STI TO ACQUIRE GREAT AMERICAN LIFE INSURANCE COMPANY FOR $470 MILLION
 STAMFORD, Conn., and CINCINNATI, Sept. 15 /PRNewswire/ -- STI Group, Inc. (NYSE: SPG) and American Financial Corporation (AFC) jointly announced today that STI has entered into a definitive agreement to acquire Great American Life Insurance Company from Great American Insurance Company (GAIC), a wholly owned subsidiary of AFC, for $470 million, subject to adjustment.
 In connection with the acquisition, GAIC has agreed to commence a cash tender offer on or before Oct. 15, 1992 for up to 5,140,973 shares of STI common stock at not less than $7.25 per share. The offer is expected to be kept open until all conditions to the transactions are satisfied.
 GAIC has also agreed to purchase from STI at a price of $6.50 per share such number of shares of STI common stock as is necessary for AFC and its subsidiaries to own, including shares purchased pursuant to the tender offer, approximately 80 percent of STI's outstanding shares. As part of the transaction, GAIC will also purchase from STI $45 million of a newly designated series of STI preferred stock with a 7 percent dividend rate.
 Great American Life Insurance Company, with approximately $4.3 billion in assets, is engaged principally in the sale of qualified tax- sheltered annuities to school teachers through payroll deduction programs.

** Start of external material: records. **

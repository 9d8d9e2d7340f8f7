//! Binding over the `image` crate.
//!
//! The toolkit decodes whole images, so sessions are buffered. Deep images
//! (16-bit, float) are reduced to 8-bit samples.

use std::io::{BufRead, Cursor, Seek};
use std::path::Path;

use image::codecs::jpeg::JpegEncoder;
use image::codecs::png::{CompressionType, FilterType, PngEncoder};
use image::{DynamicImage, ExtendedColorType, GenericImageView, ImageEncoder, ImageError, ImageReader};

use crate::adapter::{ImageAdapter, ScanlineSession, save_format, write_atomically};
use crate::config::PngCompression;
use crate::pixel::{Components, encodable_layout};
use crate::session::BufferedSession;
use crate::{AdapterConfig, AdapterError, DecodedImage, ImageFormat, ImageView};

const SAVERS: &str = "png,jpg,jpeg,gif,bmp,tif,tiff,webp,tga,ico,qoi";

/// Map to the toolkit's format enum.
fn to_image_format(format: ImageFormat) -> Option<image::ImageFormat> {
    Some(match format {
        ImageFormat::Png => image::ImageFormat::Png,
        ImageFormat::Jpeg => image::ImageFormat::Jpeg,
        ImageFormat::Gif => image::ImageFormat::Gif,
        ImageFormat::Bmp => image::ImageFormat::Bmp,
        ImageFormat::Tiff => image::ImageFormat::Tiff,
        ImageFormat::WebP => image::ImageFormat::WebP,
        ImageFormat::Tga => image::ImageFormat::Tga,
        ImageFormat::Ico => image::ImageFormat::Ico,
        ImageFormat::Qoi => image::ImageFormat::Qoi,
        ImageFormat::Pnm => image::ImageFormat::Pnm,
    })
}

fn from_image_format(format: image::ImageFormat) -> Option<ImageFormat> {
    match format {
        image::ImageFormat::Png => Some(ImageFormat::Png),
        image::ImageFormat::Jpeg => Some(ImageFormat::Jpeg),
        image::ImageFormat::Gif => Some(ImageFormat::Gif),
        image::ImageFormat::Bmp => Some(ImageFormat::Bmp),
        image::ImageFormat::Tiff => Some(ImageFormat::Tiff),
        image::ImageFormat::WebP => Some(ImageFormat::WebP),
        image::ImageFormat::Tga => Some(ImageFormat::Tga),
        image::ImageFormat::Ico => Some(ImageFormat::Ico),
        image::ImageFormat::Qoi => Some(ImageFormat::Qoi),
        image::ImageFormat::Pnm => Some(ImageFormat::Pnm),
        _ => None,
    }
}

/// Layouts each encoder accepts without erroring.
fn encoder_layouts(format: ImageFormat) -> &'static [Components] {
    use Components::*;
    match format {
        ImageFormat::Png | ImageFormat::Bmp | ImageFormat::Tga => &[Gray, GrayAlpha, Rgb, Rgba],
        ImageFormat::Jpeg => &[Gray, Rgb],
        ImageFormat::Tiff => &[Gray, Rgb, Rgba],
        ImageFormat::Gif | ImageFormat::WebP | ImageFormat::Qoi => &[Rgb, Rgba],
        ImageFormat::Ico => &[Rgba],
        ImageFormat::Pnm => &[],
    }
}

fn color_type(components: Components) -> ExtendedColorType {
    match components {
        Components::Gray => ExtendedColorType::L8,
        Components::GrayAlpha => ExtendedColorType::La8,
        Components::Rgb => ExtendedColorType::Rgb8,
        Components::Rgba => ExtendedColorType::Rgba8,
    }
}

fn decode_error(format: Option<ImageFormat>, path: Option<&Path>, e: ImageError) -> AdapterError {
    match (e, path) {
        (ImageError::Limits(e), _) => AdapterError::decode_limit(e.to_string()),
        (ImageError::IoError(e), Some(path)) => AdapterError::read_io(path, e),
        (ImageError::Unsupported(e), _) if format.is_none() => {
            log::debug!("image-rs: {e}");
            AdapterError::UnrecognizedFormat
        }
        (e, _) => AdapterError::decode(format, e),
    }
}

/// Adapter over the `image` crate toolkit.
#[derive(Clone, Debug, Default)]
pub struct ImageRsAdapter {
    config: AdapterConfig,
}

impl ImageRsAdapter {
    pub fn new() -> Self {
        Self::default()
    }

    pub fn with_config(config: AdapterConfig) -> Self {
        Self { config }
    }

    pub fn config(&self) -> &AdapterConfig {
        &self.config
    }

    /// Decode an in-memory file.
    pub fn load_from_memory(&self, data: &[u8]) -> Result<DecodedImage, AdapterError> {
        let reader = ImageReader::new(Cursor::new(data))
            .with_guessed_format()
            .map_err(|e| AdapterError::decode(None, e))?;
        self.decode(reader, None)
    }

    fn image_limits(&self) -> image::Limits {
        let limits = &self.config.limits;
        let mut out = image::Limits::no_limits();
        out.max_image_width = limits.max_width.map(|w| u32::try_from(w).unwrap_or(u32::MAX));
        out.max_image_height = limits.max_height.map(|h| u32::try_from(h).unwrap_or(u32::MAX));
        out.max_alloc = limits.max_memory_bytes;
        out
    }

    fn decode<R: BufRead + Seek>(
        &self,
        mut reader: ImageReader<R>,
        path: Option<&Path>,
    ) -> Result<DecodedImage, AdapterError> {
        let Some(format) = reader.format() else {
            return Err(AdapterError::UnrecognizedFormat);
        };
        let format = from_image_format(format);
        reader.limits(self.image_limits());

        let img = reader
            .decode()
            .map_err(|e| decode_error(format, path, e))?;
        self.finish(img, format)
    }

    fn finish(
        &self,
        img: DynamicImage,
        format: Option<ImageFormat>,
    ) -> Result<DecodedImage, AdapterError> {
        let (width, height) = img.dimensions();
        let color = img.color();
        let components = Components::from_flags(color.has_color(), color.has_alpha());
        self.config.limits.check_decode(width, height, components.count())?;

        if usize::from(color.bytes_per_pixel()) != components.count() {
            log::debug!("image-rs: reducing {color:?} to 8-bit {components:?}");
        }
        let pixels = match components {
            Components::Gray => img.into_luma8().into_raw(),
            Components::GrayAlpha => img.into_luma_alpha8().into_raw(),
            Components::Rgb => img.into_rgb8().into_raw(),
            Components::Rgba => img.into_rgba8().into_raw(),
        };

        DecodedImage::from_library(pixels, width, height, components, format, &self.config)
    }

    fn encode<W: std::io::Write + Seek>(
        &self,
        w: &mut W,
        samples: &[u8],
        view: &ImageView<'_>,
        layout: Components,
        format: ImageFormat,
    ) -> Result<(), AdapterError> {
        let target = to_image_format(format).ok_or(AdapterError::UnsupportedFormat(format))?;
        let (width, height) = (view.width(), view.height());
        let color = color_type(layout);

        let result = match format {
            ImageFormat::Jpeg => JpegEncoder::new_with_quality(&mut *w, self.config.jpeg_quality)
                .write_image(samples, width, height, color),
            ImageFormat::Png => {
                let compression = match self.config.png_compression {
                    PngCompression::Fast => CompressionType::Fast,
                    PngCompression::Default => CompressionType::Default,
                    PngCompression::Best => CompressionType::Best,
                };
                PngEncoder::new_with_quality(&mut *w, compression, FilterType::Adaptive)
                    .write_image(samples, width, height, color)
            }
            _ => image::write_buffer_with_format(w, samples, width, height, color, target),
        };
        result.map_err(|e| AdapterError::encode(format, e))
    }
}

impl ImageAdapter for ImageRsAdapter {
    fn name(&self) -> &'static str {
        "image-rs"
    }

    fn identify(&self, path: &Path, header: &[u8]) -> bool {
        super::sniff(path, header)
            .and_then(to_image_format)
            .is_some_and(|f| f.reading_enabled())
    }

    fn load(&self, path: &Path) -> Result<DecodedImage, AdapterError> {
        log::debug!("image-rs: loading {}", path.display());
        let reader = ImageReader::open(path)
            .and_then(|r| r.with_guessed_format())
            .map_err(|e| AdapterError::read_io(path, e))?;
        self.decode(reader, Some(path))
    }

    fn open(&self, path: &Path) -> Result<Box<dyn ScanlineSession>, AdapterError> {
        Ok(Box::new(BufferedSession::new(self.load(path)?)))
    }

    fn save(&self, path: &Path, image: &ImageView<'_>, ext: &str) -> Result<(), AdapterError> {
        let format = save_format(self, ext)?;
        self.config
            .limits
            .check_encode(image.width(), image.height(), image.components().count())?;

        let layout = encodable_layout(image.components(), encoder_layouts(format)).ok_or(
            AdapterError::UnsupportedComponents {
                format,
                components: image.components(),
            },
        )?;
        if layout != image.components() {
            log::warn!(
                "image-rs: {format:?} cannot store {:?}, writing {layout:?}",
                image.components()
            );
        }
        let samples = image.to_library(layout, &self.config)?;

        log::debug!(
            "image-rs: saving {}x{} {layout:?} to {} as {format:?}",
            image.width(),
            image.height(),
            path.display()
        );
        write_atomically(path, |w| self.encode(w, &samples, image, layout, format))
    }

    fn savers(&self) -> &'static str {
        SAVERS
    }
}

#[cfg(test)]
mod tests {
    use super::*;

    #[test]
    fn every_saver_has_a_layout() {
        let adapter = ImageRsAdapter::new();
        for info in adapter.saver_info() {
            assert!(!encoder_layouts(info.format).is_empty(), "{:?}", info.format);
            assert!(to_image_format(info.format).is_some_and(|f| f.writing_enabled()));
        }
    }

    #[test]
    fn format_maps_agree() {
        for format in ImageFormat::ALL {
            let mapped = to_image_format(format).and_then(from_image_format);
            assert_eq!(mapped, Some(format));
        }
    }

    #[test]
    fn memory_decode_reports_layout() {
        let mut png = Vec::new();
        let pixels = [10u8, 20, 30, 40, 50, 60];
        PngEncoder::new(&mut png)
            .write_image(&pixels, 2, 1, ExtendedColorType::Rgb8)
            .unwrap();

        let image = ImageRsAdapter::new().load_from_memory(&png).unwrap();
        assert_eq!(image.components(), Components::Rgb);
        assert_eq!(image.format(), Some(ImageFormat::Png));
        assert_eq!(image.pixels(), &pixels);
    }

    #[test]
    fn unknown_bytes_are_unrecognized() {
        assert!(matches!(
            ImageRsAdapter::new().load_from_memory(b"definitely not an image"),
            Err(AdapterError::UnrecognizedFormat)
        ));
    }

    #[test]
    fn width_limit_applies() {
        let mut png = Vec::new();
        PngEncoder::new(&mut png)
            .write_image(&[0u8; 64], 64, 1, ExtendedColorType::L8)
            .unwrap();
        let adapter = ImageRsAdapter::with_config(AdapterConfig::default().with_limits(crate::Limits {
            max_width: Some(16),
            ..crate::Limits::none()
        }));
        assert!(matches!(
            adapter.load_from_memory(&png),
            Err(AdapterError::LimitExceeded { kind: crate::ErrorKind::Decode, .. })
        ));
    }
}
//! Owned decode output and borrowed encode input.

use std::borrow::Cow;

use imgref::ImgRef;

use crate::pixel::{self, ChannelOrder, Components, RowOrder};
use crate::{AdapterConfig, AdapterError, ImageFormat};

/// A fully decoded image: interleaved 8-bit samples, one buffer per image.
///
/// Row `y` of [`pixels`](Self::pixels) is the `y`-th row in [`row_order`](Self::row_order).
#[derive(Clone, Debug, PartialEq, Eq)]
pub struct DecodedImage {
    pixels: Vec<u8>,
    width: u32,
    height: u32,
    components: Components,
    format: Option<ImageFormat>,
    row_order: RowOrder,
    channel_order: ChannelOrder,
}

impl DecodedImage {
    /// Wrap library output that is top-down and RGB-ordered, then lay it out
    /// the way `config` asks for.
    pub(crate) fn from_library(
        mut pixels: Vec<u8>,
        width: u32,
        height: u32,
        components: Components,
        format: Option<ImageFormat>,
        config: &AdapterConfig,
    ) -> Result<Self, AdapterError> {
        let expected = pixel::image_bytes(width, height, components)?;
        if pixels.len() != expected {
            return Err(AdapterError::BufferSize {
                expected,
                actual: pixels.len(),
            });
        }

        if config.channel_order == ChannelOrder::Bgr {
            pixel::swap_red_blue(&mut pixels, components)?;
        }
        if config.row_order == RowOrder::BottomUp {
            pixel::flip_rows(&mut pixels, width as usize * components.count());
        }

        Ok(Self {
            pixels,
            width,
            height,
            components,
            format,
            row_order: config.row_order,
            channel_order: config.channel_order,
        })
    }

    pub fn width(&self) -> u32 {
        self.width
    }

    pub fn height(&self) -> u32 {
        self.height
    }

    pub fn components(&self) -> Components {
        self.components
    }

    /// Format the file was decoded from, when the wrapped library reports it.
    pub fn format(&self) -> Option<ImageFormat> {
        self.format
    }

    pub fn row_order(&self) -> RowOrder {
        self.row_order
    }

    pub fn channel_order(&self) -> ChannelOrder {
        self.channel_order
    }

    /// Bytes per row.
    pub fn row_bytes(&self) -> usize {
        self.width as usize * self.components.count()
    }

    /// The whole pixel buffer.
    pub fn pixels(&self) -> &[u8] {
        &self.pixels
    }

    /// Take ownership of the pixel buffer.
    pub fn into_pixels(self) -> Vec<u8> {
        self.pixels
    }

    /// One row, or `None` past the last row.
    pub fn row(&self, y: u32) -> Option<&[u8]> {
        if y >= self.height {
            return None;
        }
        let stride = self.row_bytes();
        let start = y as usize * stride;
        Some(&self.pixels[start..start + stride])
    }

    /// Byte-granular 2D view (width is in bytes, not pixels).
    pub fn as_img(&self) -> ImgRef<'_, u8> {
        ImgRef::new(self.pixels.as_slice(), self.row_bytes(), self.height as usize)
    }

    /// Borrow as encoder input.
    pub fn view(&self) -> ImageView<'_> {
        ImageView {
            pixels: &self.pixels,
            width: self.width,
            height: self.height,
            components: self.components,
        }
    }
}

/// Borrowed pixel buffer handed to `save`.
///
/// The buffer is laid out in the row and channel order of the adapter's
/// [`AdapterConfig`].
#[derive(Clone, Copy, Debug)]
pub struct ImageView<'a> {
    pixels: &'a [u8],
    width: u32,
    height: u32,
    components: Components,
}

impl<'a> ImageView<'a> {
    /// Validate that `pixels` holds exactly `width * height * components` bytes.
    pub fn new(
        pixels: &'a [u8],
        width: u32,
        height: u32,
        components: Components,
    ) -> Result<Self, AdapterError> {
        let expected = pixel::image_bytes(width, height, components)?;
        if pixels.len() != expected {
            return Err(AdapterError::BufferSize {
                expected,
                actual: pixels.len(),
            });
        }
        Ok(Self {
            pixels,
            width,
            height,
            components,
        })
    }

    /// Build from the signed integers of the legacy function surface.
    pub fn from_raw(
        pixels: &'a [u8],
        width: i32,
        height: i32,
        numcomponents: i32,
    ) -> Result<Self, AdapterError> {
        let invalid = || AdapterError::InvalidDimensions {
            width: width.max(0) as u32,
            height: height.max(0) as u32,
        };
        let width = u32::try_from(width).map_err(|_| invalid())?;
        let height = u32::try_from(height).map_err(|_| invalid())?;
        Self::new(pixels, width, height, Components::try_from(numcomponents)?)
    }

    pub fn width(&self) -> u32 {
        self.width
    }

    pub fn height(&self) -> u32 {
        self.height
    }

    pub fn components(&self) -> Components {
        self.components
    }

    pub fn pixels(&self) -> &'a [u8] {
        self.pixels
    }

    /// Samples in the layout an encoder expects: top-down, RGB-ordered, and
    /// converted to `target` components.
    pub(crate) fn to_library(
        &self,
        target: Components,
        config: &AdapterConfig,
    ) -> Result<Cow<'a, [u8]>, AdapterError> {
        let needs_swap = config.channel_order == ChannelOrder::Bgr && self.components.has_color();
        let needs_flip = config.row_order == RowOrder::BottomUp && self.height > 1;

        if !needs_swap && !needs_flip && target == self.components {
            return Ok(Cow::Borrowed(self.pixels));
        }

        let mut buf = self.pixels.to_vec();
        if needs_swap {
            pixel::swap_red_blue(&mut buf, self.components)?;
        }
        if needs_flip {
            pixel::flip_rows(&mut buf, self.width as usize * self.components.count());
        }
        if target != self.components {
            buf = pixel::convert_components(&buf, self.components, target);
        }
        Ok(Cow::Owned(buf))
    }
}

It is licensed to write insurance in 48 states and is rated "A+" by A.M. Best.
 The transactions were approved by the board of directors of STI following the unanimous recommendation of a special committee, which was formed in June when the proposed transactions were publicly announced. The special committee's recommendation was based in part on the opinion of Bear, Stearns & Co., Inc., its financial advisor, that the transactions, taken as a whole, are fair to the stockholders of STI (other than AFC and its affiliates) from a financial point of view.
 The transactions are subject to a number of conditions including, among others, approval by STI's stockholders, approvals by the Ohio and California insurance departments and receipt by STI of funds sufficient to consummate the acquisition and to pay related fees and expenses. Consummation of the transactions is anticipated to occur by the end of 1992, subject to the timely satisfaction of the conditions to the transactions.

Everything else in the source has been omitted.